What to produce: Within the listing below, determine how many lines hold the word "const". Give the number with no commentary.
+++ Given entries
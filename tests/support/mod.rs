#![allow(dead_code)]

use std::fs;
use std::path::{Path, PathBuf};

use assert_cmd::Command;
use tempfile::TempDir;

/// A scratch working directory for one test
pub struct TestDir {
    dir: TempDir,
}

impl TestDir {
    pub fn new() -> std::io::Result<Self> {
        Ok(Self {
            dir: tempfile::tempdir()?,
        })
    }

    pub fn path(&self) -> &Path {
        self.dir.path()
    }

    pub fn tasks_path(&self) -> PathBuf {
        self.dir.path().join("tasks.json")
    }

    pub fn write_file(&self, rel_path: &str, contents: &str) -> std::io::Result<PathBuf> {
        let path = self.dir.path().join(rel_path);
        if let Some(parent) = path.parent() {
            fs::create_dir_all(parent)?;
        }
        fs::write(&path, contents)?;
        Ok(path)
    }

    pub fn write_config(&self, contents: &str) -> std::io::Result<PathBuf> {
        self.write_file("taskman.toml", contents)
    }

    pub fn read_tasks(&self) -> Result<serde_json::Value, Box<dyn std::error::Error>> {
        let contents = fs::read_to_string(self.tasks_path())?;
        Ok(serde_json::from_str(&contents)?)
    }

    /// taskman run from this directory, isolated from the caller's environment
    pub fn cmd(&self) -> Command {
        let mut cmd = taskman_cmd();
        cmd.current_dir(self.path())
            .env_remove("TASKMAN_FILE")
            .env_remove("TASKMAN_CONFIG")
            .env_remove("RUST_LOG")
            .env("HOME", self.path())
            .env("XDG_CONFIG_HOME", self.path().join(".config"));
        cmd
    }
}

pub fn taskman_cmd() -> Command {
    Command::cargo_bin("taskman").expect("binary")
}
//! Reader for the older line-based task list.
//!
//! Before the JSON task file, tasks were kept one per line as
//! `name,description,priority,due_date`. Lines without exactly four fields
//! are skipped; values are not validated here, that happens when the
//! records go through [`TaskStore::import`](crate::store::TaskStore::import).

use std::fs;
use std::path::Path;

use crate::error::Result;
use crate::storage::{RecordSet, SkippedRecord};
use crate::task::TaskRecord;

/// Default file name used by the line-based format
pub const LEGACY_TASKS_FILE: &str = "tasks.txt";

const FIELD_SEPARATOR: char = ',';
const FIELD_COUNT: usize = 4;

/// Parse the line-based format. Record indices are zero-based line numbers.
pub fn parse_lines(content: &str) -> RecordSet {
    let mut set = RecordSet::default();

    for (index, line) in content.lines().enumerate() {
        let line = line.trim();
        if line.is_empty() {
            continue;
        }

        let fields: Vec<&str> = line.split(FIELD_SEPARATOR).collect();
        if fields.len() != FIELD_COUNT {
            let skipped = SkippedRecord::new(
                index,
                format!(
                    "expected {FIELD_COUNT} comma-separated fields, found {} (missing or extra information)",
                    fields.len()
                ),
            );
            tracing::warn!(line = index + 1, reason = %skipped.reason, "skipping legacy task line");
            set.skipped.push(skipped);
            continue;
        }

        set.records.push((
            index,
            TaskRecord {
                name: fields[0].to_string(),
                description: fields[1].to_string(),
                priority: fields[2].to_string(),
                due_date: fields[3].to_string(),
            },
        ));
    }

    set
}

/// Read and parse a line-based task file
pub fn read_file(path: impl AsRef<Path>) -> Result<RecordSet> {
    let content = fs::read_to_string(path.as_ref())?;
    Ok(parse_lines(&content))
}

#[cfg(test)]
mod tests {
    use super::*;

    #[test]
    fn parses_well_formed_lines() {
        let set = parse_lines("Pay rent,landlord,High,2025-01-05\nLaundry,,Low,2025-01-07\n");
        assert!(set.skipped.is_empty());
        assert_eq!(set.records.len(), 2);

        let (index, record) = &set.records[1];
        assert_eq!(*index, 1);
        assert_eq!(record.name, "Laundry");
        assert_eq!(record.description, "");
        assert_eq!(record.priority, "Low");
        assert_eq!(record.due_date, "2025-01-07");
    }

    #[test]
    fn skips_lines_with_wrong_field_count() {
        let content = "A,desc,High,2025-01-01\n\nB,High,2025-01-01\nC,a,b,High,2025-01-01\n";
        let set = parse_lines(content);

        assert_eq!(set.records.len(), 1);
        let indices: Vec<usize> = set.skipped.iter().map(|s| s.index).collect();
        assert_eq!(indices, vec![2, 3]);
        assert!(set.skipped[0].reason.contains("found 3"));
    }

    #[test]
    fn read_file_reports_missing_file() {
        let dir = tempfile::tempdir().expect("tempdir");
        let result = read_file(dir.path().join(LEGACY_TASKS_FILE));
        assert!(matches!(result, Err(crate::error::Error::Io(_))));
    }
}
++++++
Output below: 3